Aim of the task. Could you copy every line in the listing below that has the word "mode"?

Data extract.

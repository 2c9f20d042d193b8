//! Campus-Harvest main entry point
//!
//! This is the command-line interface for the Campus-Harvest crawler.

use std::io::Write;
use std::path::PathBuf;

use anyhow::{bail, Context};
use campus_harvest::config::{load_config_with_hash, Config};
use campus_harvest::crawler::{open_backends, run_crawl};
use campus_harvest::output::print_statistics;
use campus_harvest::Scope;
use clap::Parser;
use tracing_subscriber::EnvFilter;

/// Campus-Harvest: a bounded campus-site crawler
///
/// Crawls the hosts under the configured suffixes, records webpages and
/// document metadata as JSON lines (or SQLite), and keeps raw HTML snapshots.
#[derive(Parser, Debug)]
#[command(name = "campus-harvest")]
#[command(version = "1.0.0")]
#[command(about = "A bounded campus-site crawler", long_about = None)]
struct Cli {
    /// Path to TOML configuration file
    #[arg(value_name = "CONFIG")]
    config: PathBuf,

    /// Increase logging verbosity (-v, -vv, -vvv)
    #[arg(short, long, action = clap::ArgAction::Count)]
    verbose: u8,

    /// Suppress non-error output
    #[arg(short, long, conflicts_with = "verbose")]
    quiet: bool,

    /// Validate config and show the resolved seed without crawling
    #[arg(long, conflicts_with = "snapshot")]
    dry_run: bool,

    /// Print the stored snapshot with this id and exit
    #[arg(long, value_name = "ID", conflicts_with = "dry_run")]
    snapshot: Option<String>,
}

#[tokio::main]
async fn main() -> anyhow::Result<()> {
    let cli = Cli::parse();

    setup_logging(cli.verbose, cli.quiet);

    tracing::info!("Loading configuration from: {}", cli.config.display());
    let (config, hash) = load_config_with_hash(&cli.config)
        .with_context(|| format!("Failed to load {}", cli.config.display()))?;
    tracing::info!("Configuration loaded successfully (hash: {})", hash);

    if cli.dry_run {
        handle_dry_run(&config)
    } else if let Some(id) = &cli.snapshot {
        handle_snapshot(&config, id)
    } else {
        handle_crawl(config).await
    }
}

/// Sets up the logging/tracing subscriber based on verbosity level
///
/// Logs go to stderr; stdout may carry JSON-lines records.
fn setup_logging(verbose: u8, quiet: bool) {
    let filter = if quiet {
        EnvFilter::new("error")
    } else {
        match verbose {
            0 => EnvFilter::new("campus_harvest=info,warn"),
            1 => EnvFilter::new("campus_harvest=debug,info"),
            2 => EnvFilter::new("campus_harvest=trace,debug"),
            _ => EnvFilter::new("trace"),
        }
    };

    tracing_subscriber::fmt()
        .with_env_filter(filter)
        .with_writer(std::io::stderr)
        .with_target(false)
        .with_thread_ids(false)
        .with_file(false)
        .init();
}

/// Handles the --dry-run mode: shows the effective configuration and seed
fn handle_dry_run(config: &Config) -> anyhow::Result<()> {
    let scope = Scope::new(&config.scope.allowed_suffixes, &config.scope.exclude);
    let seed = scope.resolve_seed(
        &config.crawler.start_url,
        config.crawler.default_seed.as_deref(),
    )?;

    println!("=== Campus-Harvest Dry Run ===\n");

    println!("Crawler Configuration:");
    println!("  Start URL: {}", config.crawler.start_url);
    println!("  Resolved seed: {}", seed);
    println!("  Max pages: {}", config.crawler.max_pages);
    println!("  Max depth: {}", config.crawler.max_depth);
    println!("  Delay: {}s", config.crawler.delay);
    println!("  Respect robots.txt: {}", config.crawler.respect_robots);
    println!(
        "  Attachment page budget: {}",
        config.crawler.attachment_page_budget
    );

    println!("\nFetch:");
    println!("  Max retries: {}", config.fetch.max_retries);
    println!("  Timeout: {}s", config.fetch.timeout_secs);
    println!("  Prefer HTTP: {}", config.fetch.prefer_http);

    println!("\nScope:");
    for suffix in &config.scope.allowed_suffixes {
        println!("  + {}", suffix);
    }
    for pattern in &config.scope.exclude {
        println!("  - {}", pattern);
    }

    println!("\nUser Agent: {}", config.user_agent.header_value());

    println!("\nOutput:");
    match &config.output.database_path {
        Some(path) => println!("  Database: {}", path),
        None => {
            println!("  Snapshots: {}", config.output.snapshot_dir);
            println!(
                "  Records: {}",
                config.output.records_path.as_deref().unwrap_or("<stdout>")
            );
        }
    }

    println!("\n✓ Configuration is valid");
    Ok(())
}

/// Handles the --snapshot mode: writes raw HTML to stdout
fn handle_snapshot(config: &Config, id: &str) -> anyhow::Result<()> {
    let (snapshots, _) = open_backends(config)?;
    match snapshots.load(id)? {
        Some(bytes) => {
            let mut stdout = std::io::stdout().lock();
            stdout.write_all(&bytes)?;
            stdout.flush()?;
            Ok(())
        }
        None => bail!("Snapshot {} not found", id),
    }
}

/// Handles the main crawl operation
async fn handle_crawl(config: Config) -> anyhow::Result<()> {
    // Records own stdout unless they go to a file or database
    let stdout_free =
        config.output.records_path.is_some() || config.output.database_path.is_some();

    let stats = run_crawl(config).await.context("Crawl failed")?;
    tracing::info!("Crawl completed successfully");

    if stdout_free {
        print_statistics(&stats);
    } else {
        tracing::info!(
            "{} URLs visited, {} webpages, {} documents, {} snapshots",
            stats.visited(),
            stats.webpages,
            stats.documents,
            stats.snapshots_saved
        );
    }
    Ok(())
}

Task response.
/// Handles the --dry-run mode: shows the effective configuration and seed
/// Handles the --snapshot mode: writes raw HTML to stdout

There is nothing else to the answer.